An Oak Ridge National Laboratory method to improve the energy efficiency of scientific artificial intelligence is showing early promise in efforts to parse insights from volumes of cancer data.
Researchers are realizing the potential of deep learning to rapidly advance science, but "training" the underlying neural networks with large volumes of data to tackle the task at hand can require large amounts of energy. These networks also require complex connectivity and enormous amounts of storage, both of which further reduce their energy efficiency and potential in real-world applications.
To address this issue, ORNL's Mohammed Alawad, Hong-Jun Yoon, and Georgia Tourassi developed a novel method for the development of energy-efficient deep neural networks capable of solving complex science problems. They presented their research at the 2017 IEEE Conference on Big Data in Boston.
The researchers demonstrated that by converting deep learning neural networks (DNNs) to "deep spiking" neural networks (DSNNs), they can improve the energy efficiency of network design and realization.
DSNNs imitate neurons in the human brain via pulses or "spikes" in the place of actual signals, with the individual spikes indicating where to perform the computations. This process minimizes the necessary calculations and maximizes the network's energy efficiency. However, energy efficiency comes at the cost of task performance, and the authors' novel stochastic method for implementing DSNNs overcomes this tradeoff.
The results were impressive: the team's approach achieved nearly the same accuracy as the original DNN and performed better than a state-of-the-art spiking neural network. The team's stochastic-based DSNN, which distributes spikes uniformly over time, consumed 38 times less energy than the original DNN and almost 2 times less energy than a conventional DSNN while delivering markedly better task performance.
The researchers trained their network on clinical text data from the National Cancer Institute's Surveillance, Epidemiology, and End Results (SEER) Program, which provides cancer statistics such as incidence, prevalence, and mortality across the population associated by age, sex, race, year of diagnosis, and geographic areas.

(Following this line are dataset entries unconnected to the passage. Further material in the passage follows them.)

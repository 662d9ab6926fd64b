//! CLI argument definitions and parsing.

use clap::Parser;
use std::path::PathBuf;

#[derive(Debug, Parser)]
#[clap(
    name = "players-selection",
    about = "Manage players and their scores from an interactive menu"
)]
pub struct Args {
    /// JSON file with `url`, `username` and `password`
    /// (defaults to `<config dir>/players-selection/config.json`).
    /// `PLAYERS_DB_URL`, `PLAYERS_DB_USERNAME` and `PLAYERS_DB_PASSWORD` override it.
    #[clap(long, short)]
    pub config: Option<PathBuf>,

    /// Log store operations to stderr.
    #[clap(long, short)]
    pub verbose: bool,
}
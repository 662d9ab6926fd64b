//! Data models for the storage layer

use crate::types::{PlayerId, ScoreId};
use serde::{Deserialize, Serialize};
use std::fmt;

/// A player row
#[derive(Debug, Clone, PartialEq, Eq, Serialize, Deserialize)]
pub struct Player {
    pub id: PlayerId,
    pub name: String,
    pub domestic_team: String,
    /// Defaults to 0 on insert; no operation changes it.
    pub average: i64,
}

/// A score row, owned by a player
#[derive(Debug, Clone, PartialEq, Eq, Serialize, Deserialize)]
pub struct Score {
    pub id: ScoreId,
    pub player_id: PlayerId,
    pub score: i64,
}

impl fmt::Display for Player {
    fn fmt(&self, f: &mut fmt::Formatter<'_>) -> fmt::Result {
        write!(
            f,
            "Player [id={}, name={}, domesticTeam={}, average={}]",
            self.id, self.name, self.domestic_team, self.average
        )
    }
}

impl fmt::Display for Score {
    fn fmt(&self, f: &mut fmt::Formatter<'_>) -> fmt::Result {
        write!(
            f,
            "Score [id={}, playerId={}, score={}]",
            self.id, self.player_id, self.score
        )
    }
}
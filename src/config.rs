//! Database connection settings.
//!
//! Settings come from an optional JSON file and are overridden per key by
//! environment variables:
//!
//! ```json
//! { "url": "sqlite://players.db", "username": "admin", "password": "secret" }
//! ```

use crate::error::{Result, SelectionError};
use serde::Deserialize;
use std::collections::HashMap;
use std::fmt;
use std::path::{Path, PathBuf};

pub const URL_ENV_VAR: &str = "PLAYERS_DB_URL";
pub const USERNAME_ENV_VAR: &str = "PLAYERS_DB_USERNAME";
pub const PASSWORD_ENV_VAR: &str = "PLAYERS_DB_PASSWORD";

/// Connection settings, built once at startup and passed by reference.
#[derive(Clone, PartialEq, Eq)]
pub struct DatabaseConfig {
    pub url: String,
    pub username: String,
    pub password: String,
}

/// Shape of the config file; every key is optional so env vars can fill gaps.
#[derive(Debug, Default, Deserialize)]
struct ConfigFile {
    url: Option<String>,
    username: Option<String>,
    password: Option<String>,
}

impl DatabaseConfig {
    /// Load settings from `path` (or the default config file) and the process environment.
    ///
    /// An explicit `path` must be readable. The default file may be absent.
    pub fn load(path: Option<&Path>) -> Result<Self> {
        let contents = match path {
            Some(p) => Some(std::fs::read_to_string(p)?),
            None => {
                let default = Self::default_path()?;
                match std::fs::read_to_string(&default) {
                    Ok(s) => Some(s),
                    Err(e) if e.kind() == std::io::ErrorKind::NotFound => None,
                    Err(e) => return Err(e.into()),
                }
            }
        };

        let env: HashMap<String, String> = std::env::vars().collect();
        Self::from_sources(contents.as_deref(), &env)
    }

    /// Merge file contents and environment; environment wins.
    pub fn from_sources(file: Option<&str>, env: &HashMap<String, String>) -> Result<Self> {
        let file: ConfigFile = match file {
            Some(s) => serde_json::from_str(s)?,
            None => ConfigFile::default(),
        };

        let pick = |key: &str, from_file: Option<String>| -> Result<String> {
            env.get(key)
                .cloned()
                .or(from_file)
                .ok_or_else(|| SelectionError::MissingSetting {
                    key: key.to_string(),
                })
        };

        Ok(Self {
            url: pick(URL_ENV_VAR, file.url)?,
            username: pick(USERNAME_ENV_VAR, file.username)?,
            password: pick(PASSWORD_ENV_VAR, file.password)?,
        })
    }

    /// `<config_dir>/players-selection/config.json`
    pub fn default_path() -> Result<PathBuf> {
        let dir = dirs::config_dir().ok_or(SelectionError::NoConfigDir)?;
        Ok(dir.join("players-selection").join("config.json"))
    }
}

impl fmt::Debug for DatabaseConfig {
    fn fmt(&self, f: &mut fmt::Formatter<'_>) -> fmt::Result {
        f.debug_struct("DatabaseConfig")
            .field("url", &self.url)
            .field("username", &self.username)
            .field("password", &"<redacted>")
            .finish()
    }
}
//! Interactive menu loop.
//!
//! Reads a numbered selection, runs the matching flow against the stores and
//! returns to the menu until the operator picks `0` or input ends. Store
//! failures are reported and the loop carries on; only console I/O errors end
//! the session.

use crate::error::{Result, SelectionError};
use crate::storage::{Database, PlayerStore, ScoreStore};
use crate::types::{PlayerId, ScoreId};
use std::io::{BufRead, Write};
use tracing::{debug, warn};

/// Menu selections, numbered as printed
#[derive(Debug, Clone, Copy, PartialEq, Eq)]
pub enum MenuOption {
    Exit,
    AddPlayer,
    AddScore,
    UpdatePlayer,
    UpdateScore,
    DeletePlayer,
    DeleteScore,
}

impl TryFrom<i64> for MenuOption {
    type Error = i64;

    fn try_from(value: i64) -> std::result::Result<Self, Self::Error> {
        match value {
            0 => Ok(MenuOption::Exit),
            1 => Ok(MenuOption::AddPlayer),
            2 => Ok(MenuOption::AddScore),
            3 => Ok(MenuOption::UpdatePlayer),
            4 => Ok(MenuOption::UpdateScore),
            5 => Ok(MenuOption::DeletePlayer),
            6 => Ok(MenuOption::DeleteScore),
            other => Err(other),
        }
    }
}

const MENU: &str = "Select an option:
1. Add a player
2. Add a score
3. Update player
4. Update score
5. Delete player
6. Delete score
0. Exit";

/// Console session over any line-oriented input and writable output
pub struct Console<'a, R, W> {
    players: PlayerStore<'a>,
    scores: ScoreStore<'a>,
    input: R,
    output: W,
}

impl<'a, R: BufRead, W: Write> Console<'a, R, W> {
    pub fn new(db: &'a Database, input: R, output: W) -> Self {
        Self {
            players: PlayerStore::new(db),
            scores: ScoreStore::new(db),
            input,
            output,
        }
    }

    /// Run the menu loop until exit or end of input.
    pub fn run(&mut self) -> Result<()> {
        loop {
            writeln!(self.output, "{MENU}")?;

            let line = match self.read_line() {
                Ok(Some(line)) => line,
                Ok(None) => {
                    debug!("input closed, leaving menu loop");
                    writeln!(self.output, "Exiting the application.")?;
                    return Ok(());
                }
                Err(SelectionError::InvalidText(e)) => {
                    debug!(error = %e, "rejected menu input");
                    writeln!(self.output, "Invalid input!")?;
                    continue;
                }
                Err(e) => return Err(e),
            };

            let selection = match line.parse::<i64>() {
                Ok(n) => n,
                Err(_) => {
                    writeln!(self.output, "Invalid input!")?;
                    continue;
                }
            };

            let option = match MenuOption::try_from(selection) {
                Ok(option) => option,
                Err(_) => {
                    writeln!(self.output, "Invalid option!")?;
                    continue;
                }
            };

            if option == MenuOption::Exit {
                writeln!(self.output, "Exiting the application.")?;
                return Ok(());
            }

            let outcome = self.dispatch(option);
            self.report(option, outcome)?;
        }
    }

    fn dispatch(&mut self, option: MenuOption) -> Result<()> {
        match option {
            MenuOption::AddPlayer => self.add_player(),
            MenuOption::AddScore => self.add_score(),
            MenuOption::UpdatePlayer => self.update_player(),
            MenuOption::UpdateScore => self.update_score(),
            MenuOption::DeletePlayer => self.delete_player(),
            MenuOption::DeleteScore => self.delete_score(),
            MenuOption::Exit => Ok(()),
        }
    }

    /// Turn a failed flow into an operator message. Console I/O errors propagate.
    fn report(&mut self, option: MenuOption, outcome: Result<()>) -> Result<()> {
        match outcome {
            Ok(()) => Ok(()),
            Err(SelectionError::Io(e)) => Err(SelectionError::Io(e)),
            Err(SelectionError::InvalidNumber(e)) => {
                debug!(?option, error = %e, "rejected numeric input");
                writeln!(self.output, "Invalid input!")?;
                Ok(())
            }
            Err(SelectionError::InvalidText(e)) => {
                debug!(?option, error = %e, "rejected non UTF-8 input");
                writeln!(self.output, "Invalid input!")?;
                Ok(())
            }
            Err(e) => {
                warn!(?option, error = %e, "operation failed");
                writeln!(self.output, "Error: {e}")?;
                Ok(())
            }
        }
    }

    fn add_player(&mut self) -> Result<()> {
        writeln!(self.output, "Enter player details:")?;
        let Some(name) = self.prompt("Name: ")? else {
            return Ok(());
        };
        let Some(domestic_team) = self.prompt("Domestic Team: ")? else {
            return Ok(());
        };

        let id = self.players.add_player(&name, &domestic_team)?;
        writeln!(self.output, "Player added successfully with ID {id}.")?;
        Ok(())
    }

    fn add_score(&mut self) -> Result<()> {
        writeln!(self.output, "Enter score details:")?;
        let Some(player_id) = self.prompt("Player ID: ")? else {
            return Ok(());
        };
        let player_id: PlayerId = player_id.parse()?;
        let Some(score) = self.prompt("Score: ")? else {
            return Ok(());
        };
        let score: i64 = score.parse()?;

        let id = self.scores.add_score(player_id, score)?;
        writeln!(self.output, "Score added successfully with ID {id}.")?;
        Ok(())
    }

    fn update_player(&mut self) -> Result<()> {
        let Some(id) = self.prompt("Enter the player ID to update: ")? else {
            return Ok(());
        };
        let id: PlayerId = id.parse()?;

        let Some(mut player) = self.players.find_player(id)? else {
            writeln!(self.output, "Player not found!")?;
            return Ok(());
        };

        writeln!(self.output, "Current player details:")?;
        writeln!(self.output, "{player}")?;

        let Some(new_name) =
            self.prompt("Enter new name (leave blank to keep the current value): ")?
        else {
            return Ok(());
        };
        let Some(new_team) =
            self.prompt("Enter new domestic team (leave blank to keep the current value): ")?
        else {
            return Ok(());
        };

        if !new_name.is_empty() {
            player.name = new_name;
        }
        if !new_team.is_empty() {
            player.domestic_team = new_team;
        }

        self.players
            .update_player(player.id, &player.name, &player.domestic_team)?;
        writeln!(self.output, "Player updated successfully.")?;
        Ok(())
    }

    fn update_score(&mut self) -> Result<()> {
        let Some(id) = self.prompt("Enter the score ID to update: ")? else {
            return Ok(());
        };
        let id: ScoreId = id.parse()?;

        let Some(mut score) = self.scores.find_score(id)? else {
            writeln!(self.output, "Score not found!")?;
            return Ok(());
        };

        writeln!(self.output, "Current score details:")?;
        writeln!(self.output, "{score}")?;

        let Some(new_score) =
            self.prompt("Enter new score (leave blank to keep the current value): ")?
        else {
            return Ok(());
        };
        if !new_score.is_empty() {
            score.score = new_score.parse()?;
        }

        self.scores.update_score(score.id, score.score)?;
        writeln!(self.output, "Score updated successfully.")?;
        Ok(())
    }

    fn delete_player(&mut self) -> Result<()> {
        let Some(id) = self.prompt("Enter the player ID to delete: ")? else {
            return Ok(());
        };
        let id: PlayerId = id.parse()?;

        if self.players.find_player(id)?.is_none() {
            writeln!(self.output, "Player not found!")?;
            return Ok(());
        }

        let removed = self.players.delete_player(id)?;
        if removed == 0 {
            // Gone between the lookup and the delete
            warn!(player_id = %id, "delete matched no player");
            writeln!(self.output, "Player not found!")?;
        } else {
            writeln!(self.output, "Player deleted successfully.")?;
        }
        Ok(())
    }

    fn delete_score(&mut self) -> Result<()> {
        let Some(id) = self.prompt("Enter the score ID to delete: ")? else {
            return Ok(());
        };
        let id: ScoreId = id.parse()?;

        if self.scores.find_score(id)?.is_none() {
            writeln!(self.output, "Score not found!")?;
            return Ok(());
        }

        self.scores.delete_score(id)?;
        writeln!(self.output, "Score deleted successfully.")?;
        Ok(())
    }

    /// Print `label` without a newline and read the answer. `None` on end of input.
    fn prompt(&mut self, label: &str) -> Result<Option<String>> {
        write!(self.output, "{label}")?;
        self.output.flush()?;
        self.read_line()
    }

    /// Next input line, trimmed. `None` on end of input.
    ///
    /// The whole line is consumed even when it is not valid UTF-8.
    fn read_line(&mut self) -> Result<Option<String>> {
        let mut buf = Vec::new();
        if self.input.read_until(b'\n', &mut buf)? == 0 {
            return Ok(None);
        }
        let line = String::from_utf8(buf)?;
        Ok(Some(line.trim().to_string()))
    }
}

The ORNL team applied the newly trained networks to clinical pathology reports, the main source of information for the national cancer surveillance program. These reports contain vast amounts of unstructured text, said Yoon, and researchers are developing intelligent language understanding systems to extract the most relevant clinical concepts in the sea of text.
The clinical reports represent a "sparse" dataset, which typically pose unique challenges to spiking networks. Most DSNN techniques have focused on computer vision tasks such as the MNIST dataset, which consist of a series of handwritten digits to train image processing networks. These datasets are typically "dense," meaning all variables in the dataset are populated with values, a characteristic that often simplifies analyses.
Traditional techniques for improving the performance and energy efficiency of spiking networks often preserve the structures of conventional neural networks, a practice that sacrifices accuracy and performance. These shortcomings drove the team to develop a new methodology, which relies on simple circuit hardware to perform complex calculations.
"Spiking the network lowers energy consumption because we disregard the unnecessary computations and we look only for the relevant nodes of the network," said Yoon, "and this is one way we get energy efficiency improvements while identifying important clinical information with high accuracy."
The team's technique will help ORNL researchers in the CANcer Distributed Learning Environment (CANDLE) project, which aims to use the lab's world-class big data expertise and computing facilities to scan millions of clinical reports in search for insights on causes of cancer, best courses of treatment, and improved outcomes. They will soon attempt to parallelize the algorithm for more computational efficiency.
The spiking networks were optimized on graphics processing units (GPUs), the processors of choice for artificial intelligent applications, particularly those that utilize machine learning and deep learning. However, the methodology can be extended for training spiking networks, further increasing the energy efficiency of these novel networks while expediting scientific discovery via deep learning.